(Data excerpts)

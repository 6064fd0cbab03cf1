//! Central KDMP configuration
//!
//! Everything tunable about worker jobs lives in one ConfigMap
//! (`kdmp-config` in the operator namespace). Drivers re-read it on every
//! job launch so edits apply without a restart. Unusable values fall back
//! to the defaults below with a warning rather than failing transfers.

use std::collections::BTreeMap;
use std::sync::Arc;

use async_trait::async_trait;
use k8s_openapi::api::core::v1::ConfigMap;
use kube::{Api, Client};
use tracing::{debug, warn};

use crate::kube_utils::is_not_found;
use crate::quantity::validate_quantity;
use crate::Error;

/// Name of the configuration ConfigMap
pub const CONFIG_MAP_NAME: &str = "kdmp-config";

pub const DEFAULT_EXECUTOR_IMAGE: &str = "portworx/kdmp-executor:latest";
pub const DEFAULT_REQUEST_CPU: &str = "100m";
pub const DEFAULT_REQUEST_MEMORY: &str = "700Mi";
pub const DEFAULT_LIMIT_CPU: &str = "200m";
pub const DEFAULT_LIMIT_MEMORY: &str = "1Gi";
pub const DEFAULT_RSYNC_FLAGS: &str = "-a --delete";
pub const DEFAULT_JOB_BACKOFF_LIMIT: i32 = 10;

const RSYNC_FLAGS_KEY: &str = "KDMP_RSYNC_FLAGS";
const OPENSHIFT_SCC_KEY: &str = "KDMP_OPENSHIFT_SCC";
const RECLAIM_KEY: &str = "KDMP_RECLAIM_ON_COMPLETION";
const BACKOFF_LIMIT_KEY: &str = "KDMP_JOB_BACKOFF_LIMIT";
const MAX_JOBS_SUFFIX: &str = "_MAX_JOBS";

/// Family of worker images; each has its own image and resource keys
#[derive(Clone, Copy, Debug, PartialEq, Eq, Hash, PartialOrd, Ord)]
pub enum WorkerKind {
    Rsync,
    ResticExecutor,
    KopiaExecutor,
}

impl WorkerKind {
    pub const ALL: [WorkerKind; 3] = [Self::Rsync, Self::ResticExecutor, Self::KopiaExecutor];

    /// Key prefix, e.g. `KDMP_KOPIA_EXECUTOR`
    pub fn key_prefix(&self) -> &'static str {
        match self {
            Self::Rsync => "KDMP_RSYNC",
            Self::ResticExecutor => "KDMP_RESTIC_EXECUTOR",
            Self::KopiaExecutor => "KDMP_KOPIA_EXECUTOR",
        }
    }
}

/// Image and resources for one worker family
#[derive(Clone, Debug, PartialEq, Eq)]
pub struct WorkerConfig {
    pub image: String,
    pub image_pull_secret: Option<String>,
    pub request_cpu: String,
    pub request_memory: String,
    pub limit_cpu: String,
    pub limit_memory: String,
}

impl Default for WorkerConfig {
    fn default() -> Self {
        Self {
            image: DEFAULT_EXECUTOR_IMAGE.to_string(),
            image_pull_secret: None,
            request_cpu: DEFAULT_REQUEST_CPU.to_string(),
            request_memory: DEFAULT_REQUEST_MEMORY.to_string(),
            limit_cpu: DEFAULT_LIMIT_CPU.to_string(),
            limit_memory: DEFAULT_LIMIT_MEMORY.to_string(),
        }
    }
}

/// Parsed `kdmp-config`
#[derive(Clone, Debug, PartialEq, Eq)]
pub struct KdmpConfig {
    workers: BTreeMap<WorkerKind, WorkerConfig>,
    /// Keyed by lower-case driver name
    max_jobs: BTreeMap<String, usize>,
    pub rsync_flags: Vec<String>,
    pub openshift_scc: Option<String>,
    pub reclaim_on_completion: bool,
    pub job_backoff_limit: i32,
}

impl Default for KdmpConfig {
    fn default() -> Self {
        Self::from_data(&BTreeMap::new())
    }
}

impl KdmpConfig {
    /// Build a config from ConfigMap data
    pub fn from_data(data: &BTreeMap<String, String>) -> Self {
        let workers = WorkerKind::ALL
            .iter()
            .map(|kind| (*kind, worker_from_data(*kind, data)))
            .collect();

        let max_jobs = data
            .iter()
            .filter_map(|(key, value)| {
                let driver = key.strip_prefix("KDMP_")?.strip_suffix(MAX_JOBS_SUFFIX)?;
                match value.trim().parse::<usize>() {
                    Ok(limit) => Some((driver.to_lowercase(), limit)),
                    Err(_) => {
                        warn!(key = %key, value = %value, "ignoring non-numeric job limit");
                        None
                    }
                }
            })
            .collect();

        let rsync_flags = non_empty(data, RSYNC_FLAGS_KEY)
            .unwrap_or(DEFAULT_RSYNC_FLAGS)
            .split_whitespace()
            .map(str::to_string)
            .collect();

        let reclaim_on_completion = match non_empty(data, RECLAIM_KEY) {
            None => true,
            Some(v) => v.parse::<bool>().unwrap_or_else(|_| {
                warn!(key = RECLAIM_KEY, value = %v, "expected true or false, using true");
                true
            }),
        };

        let job_backoff_limit = match non_empty(data, BACKOFF_LIMIT_KEY) {
            None => DEFAULT_JOB_BACKOFF_LIMIT,
            Some(v) => v.parse::<i32>().ok().filter(|n| *n >= 0).unwrap_or_else(|| {
                warn!(key = BACKOFF_LIMIT_KEY, value = %v, "invalid backoff limit, using default");
                DEFAULT_JOB_BACKOFF_LIMIT
            }),
        };

        Self {
            workers,
            max_jobs,
            rsync_flags,
            openshift_scc: non_empty(data, OPENSHIFT_SCC_KEY).map(str::to_string),
            reclaim_on_completion,
            job_backoff_limit,
        }
    }

    pub fn worker(&self, kind: WorkerKind) -> WorkerConfig {
        self.workers.get(&kind).cloned().unwrap_or_default()
    }

    /// Concurrent job limit for a driver; 0 means unlimited
    pub fn max_jobs(&self, driver: &str, default: usize) -> usize {
        self.max_jobs
            .get(&driver.to_lowercase())
            .copied()
            .unwrap_or(default)
    }
}

fn non_empty<'a>(data: &'a BTreeMap<String, String>, key: &str) -> Option<&'a str> {
    data.get(key).map(|v| v.trim()).filter(|v| !v.is_empty())
}

fn worker_from_data(kind: WorkerKind, data: &BTreeMap<String, String>) -> WorkerConfig {
    let prefix = kind.key_prefix();
    let defaults = WorkerConfig::default();
    let quantity = |suffix: &str, default: String| -> String {
        let key = format!("{}_{}", prefix, suffix);
        match non_empty(data, &key) {
            Some(v) => match validate_quantity(v) {
                Ok(()) => v.to_string(),
                Err(e) => {
                    warn!(key = %key, error = %e, "invalid quantity, using default");
                    default
                }
            },
            None => default,
        }
    };

    WorkerConfig {
        image: non_empty(data, &format!("{}_IMAGE", prefix))
            .map(str::to_string)
            .unwrap_or(defaults.image),
        image_pull_secret: non_empty(data, &format!("{}_IMAGE_SECRET", prefix))
            .map(str::to_string),
        request_cpu: quantity("REQUEST_CPU", defaults.request_cpu),
        request_memory: quantity("REQUEST_MEMORY", defaults.request_memory),
        limit_cpu: quantity("LIMIT_CPU", defaults.limit_cpu),
        limit_memory: quantity("LIMIT_MEMORY", defaults.limit_memory),
    }
}

/// Source of the current configuration
#[cfg_attr(test, mockall::automock)]
#[async_trait]
pub trait ConfigSource: Send + Sync {
    async fn load(&self) -> Result<KdmpConfig, Error>;
}

/// Reads `kdmp-config` from the cluster on every call
pub struct KubeConfigSource {
    client: Client,
    namespace: String,
    name: String,
}

impl KubeConfigSource {
    pub fn new(client: Client, namespace: impl Into<String>) -> Self {
        Self {
            client,
            namespace: namespace.into(),
            name: CONFIG_MAP_NAME.to_string(),
        }
    }

    pub fn with_name(mut self, name: impl Into<String>) -> Self {
        self.name = name.into();
        self
    }
}

#[async_trait]
impl ConfigSource for KubeConfigSource {
    async fn load(&self) -> Result<KdmpConfig, Error> {
        let api: Api<ConfigMap> = Api::namespaced(self.client.clone(), &self.namespace);
        match api.get(&self.name).await {
            Ok(cm) => Ok(KdmpConfig::from_data(&cm.data.unwrap_or_default())),
            Err(e) if is_not_found(&e) => {
                debug!(
                    namespace = %self.namespace,
                    name = %self.name,
                    "config map not found, using defaults"
                );
                Ok(KdmpConfig::default())
            }
            Err(e) => Err(e.into()),
        }
    }
}

/// Fixed configuration, for tests and local runs
pub struct StaticConfigSource(pub Arc<KdmpConfig>);

impl StaticConfigSource {
    pub fn new(config: KdmpConfig) -> Self {
        Self(Arc::new(config))
    }
}

#[async_trait]
impl ConfigSource for StaticConfigSource {
    async fn load(&self) -> Result<KdmpConfig, Error> {
        Ok((*self.0).clone())
    }
}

Work required |
Print, exactly as written, the first line of the records above and each line after it until the line with "values fall back", which is printed too.

Output of the task |
repository 6064fd0cbab03cf1
//! Central KDMP configuration
//!
//! Everything tunable about worker jobs lives in one ConfigMap
//! (`kdmp-config` in the operator namespace). Drivers re-read it on every
//! job launch so edits apply without a restart. Unusable values fall back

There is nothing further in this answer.